Hypothèses de disparition

Les « hypothèses de disparition » constituent un concept général issu de la question non résolue de la société du spectacle où tout – incluant l’humain – devient une marchandise. Par un retournement paradoxal – paradoxe, car je demeure toujours tapi derrière – je joue depuis une dizaine d’années avec ce concept. Hypothèse de disparition par confusion sexuelle, par immixtion dans une fou le, par passage derrière un obstacle, par transfert médiatique, par défectuosité technique, par confusion géographique, par disparition pure et simple… Chaque hypothèse, illustrée par une petite action, devient le lieu de disparition de quelque chose et ultimement de moi-même. Un jeu absurde, où le paradoxe n’est jamais épuisé et où chaque action ne produit bien sûr pas du vide, mais tout au plus une légère distorsion dans la notion du spectacle comme délégation de soi. Ces hypothèses de disparition me permettent en quelque sorte de m’abstraire du spectacle tout en le fabriquant.
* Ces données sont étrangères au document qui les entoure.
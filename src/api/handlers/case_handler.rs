//! Case handlers.
//!
//! Every route below the auth middleware reads the caller from request
//! extensions and derives its visibility scope from the token claims.

use axum::{
    extract::{Path, Query, State},
    response::Json,
    routing::{get, post},
    Extension, Router,
};
use uuid::Uuid;

use crate::api::extractors::ValidatedJson;
use crate::api::middleware::CurrentUser;
use crate::api::AppState;
use crate::domain::{
    Case, CaseDetail, CaseFilters, CaseListItem, CaseType, CreateCaseRequest,
    CreateDocumentRequest, Document, DocumentView,
};
use crate::errors::AppResult;

/// Create case routes
pub fn case_routes() -> Router<AppState> {
    Router::new()
        .route("/", post(create_case).get(list_cases))
        .route("/:id", get(get_case))
        .route("/:id/documents", post(add_document))
        .route("/:id/documents/:document_id", get(get_document))
}

/// Create a new case
#[utoipa::path(
    post,
    path = "/cases",
    tag = "Cases",
    request_body = CreateCaseRequest,
    responses(
        (status = 200, description = "Case created", body = Case),
        (status = 400, description = "Validation error"),
        (status = 401, description = "Authentication required")
    ),
    security(("bearer_auth" = []))
)]
pub async fn create_case(
    State(state): State<AppState>,
    Extension(user): Extension<CurrentUser>,
    ValidatedJson(payload): ValidatedJson<CreateCaseRequest>,
) -> AppResult<Json<Case>> {
    let case = state.case_service.create_case(user.id, payload).await?;
    Ok(Json(case))
}

/// List cases visible to the caller
#[utoipa::path(
    get,
    path = "/cases",
    tag = "Cases",
    params(
        ("status" = Option<String>, Query, description = "Filter by status"),
        ("priority" = Option<String>, Query, description = "Filter by priority"),
        ("search" = Option<String>, Query, description = "Match title, description, or location")
    ),
    responses(
        (status = 200, description = "Cases within the caller's scope", body = [CaseListItem]),
        (status = 401, description = "Authentication required")
    ),
    security(("bearer_auth" = []))
)]
pub async fn list_cases(
    State(state): State<AppState>,
    Extension(user): Extension<CurrentUser>,
    Query(filters): Query<CaseFilters>,
) -> AppResult<Json<Vec<CaseListItem>>> {
    let cases = state
        .case_service
        .list_cases(&user.scope(), &filters)
        .await?;
    Ok(Json(cases))
}

/// Get full case detail
#[utoipa::path(
    get,
    path = "/cases/{id}",
    tag = "Cases",
    params(("id" = Uuid, Path, description = "Case id")),
    responses(
        (status = 200, description = "Case detail with history and documents", body = CaseDetail),
        (status = 401, description = "Authentication required"),
        (status = 404, description = "Not found or not visible to the caller")
    ),
    security(("bearer_auth" = []))
)]
pub async fn get_case(
    State(state): State<AppState>,
    Extension(user): Extension<CurrentUser>,
    Path(id): Path<Uuid>,
) -> AppResult<Json<CaseDetail>> {
    let detail = state.case_service.get_case(&user.scope(), id).await?;
    Ok(Json(detail))
}

/// Attach document metadata to a case
#[utoipa::path(
    post,
    path = "/cases/{id}/documents",
    tag = "Cases",
    params(("id" = Uuid, Path, description = "Case id")),
    request_body = CreateDocumentRequest,
    responses(
        (status = 200, description = "Document attached", body = Document),
        (status = 400, description = "Validation error"),
        (status = 401, description = "Authentication required"),
        (status = 404, description = "Case not found or not visible to the caller")
    ),
    security(("bearer_auth" = []))
)]
pub async fn add_document(
    State(state): State<AppState>,
    Extension(user): Extension<CurrentUser>,
    Path(id): Path<Uuid>,
    ValidatedJson(payload): ValidatedJson<CreateDocumentRequest>,
) -> AppResult<Json<Document>> {
    let document = state
        .case_service
        .add_document(&user.scope(), user.id, id, payload)
        .await?;
    Ok(Json(document))
}

/// Get a single document under a case
#[utoipa::path(
    get,
    path = "/cases/{id}/documents/{document_id}",
    tag = "Cases",
    params(
        ("id" = Uuid, Path, description = "Case id"),
        ("document_id" = Uuid, Path, description = "Document id")
    ),
    responses(
        (status = 200, description = "Document metadata", body = DocumentView),
        (status = 401, description = "Authentication required"),
        (status = 404, description = "Case or document not found")
    ),
    security(("bearer_auth" = []))
)]
pub async fn get_document(
    State(state): State<AppState>,
    Extension(user): Extension<CurrentUser>,
    Path((id, document_id)): Path<(Uuid, Uuid)>,
) -> AppResult<Json<DocumentView>> {
    let document = state
        .case_service
        .get_document(&user.scope(), id, document_id)
        .await?;
    Ok(Json(document))
}

/// List active case types
#[utoipa::path(
    get,
    path = "/case-types",
    tag = "Cases",
    responses(
        (status = 200, description = "Active case types", body = [CaseType]),
        (status = 401, description = "Authentication required")
    ),
    security(("bearer_auth" = []))
)]
pub async fn list_case_types(State(state): State<AppState>) -> AppResult<Json<Vec<CaseType>>> {
    let types = state.case_service.list_case_types().await?;
    Ok(Json(types))
}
Mais le paradoxe reste entier, car il faudrait, en toute cohérence, tout faire et n’en rien laisser paraître et surtout refuser de l’inscrire officiellement dans le corpus artistique. Ce qui à prime abord serait une mise en abîme, non pas au sens littéraire, mais au sens propre. S’enfouir dans la face inconnue et non célébrée du corps social, devenir une masse de densité en libre circulation.

Le lieu de la performance et ses conditions objectives de réalisation (événement, festival, en salle, sur la pelouse) ne sont qu’un prétexte de plus dans la construction du loisirs. Le loisirs comme occupation généralisée. Ainsi, pour moi, la performance Objets photogéniques, présentée à Rouyn au mois d’août 2000, se produit véritablement bien avant son exécution, au moment même de son élaboration. Je rencontre chacun des participants, je prends un vidéo, une bière, un joint, on flâne autour d’un objet particulier, on construit une complicité amicale, une situation exceptionnelle qui se condensera en 20 minutes au moment de la réalisation publique. Mais la performance est ici secrète, intime, elle est de fait une hypothèse de disparition. Je ne suis plus qu’un passant qui rencontre des amis et les invite dans une fête particulière pour prendre une photo de groupe.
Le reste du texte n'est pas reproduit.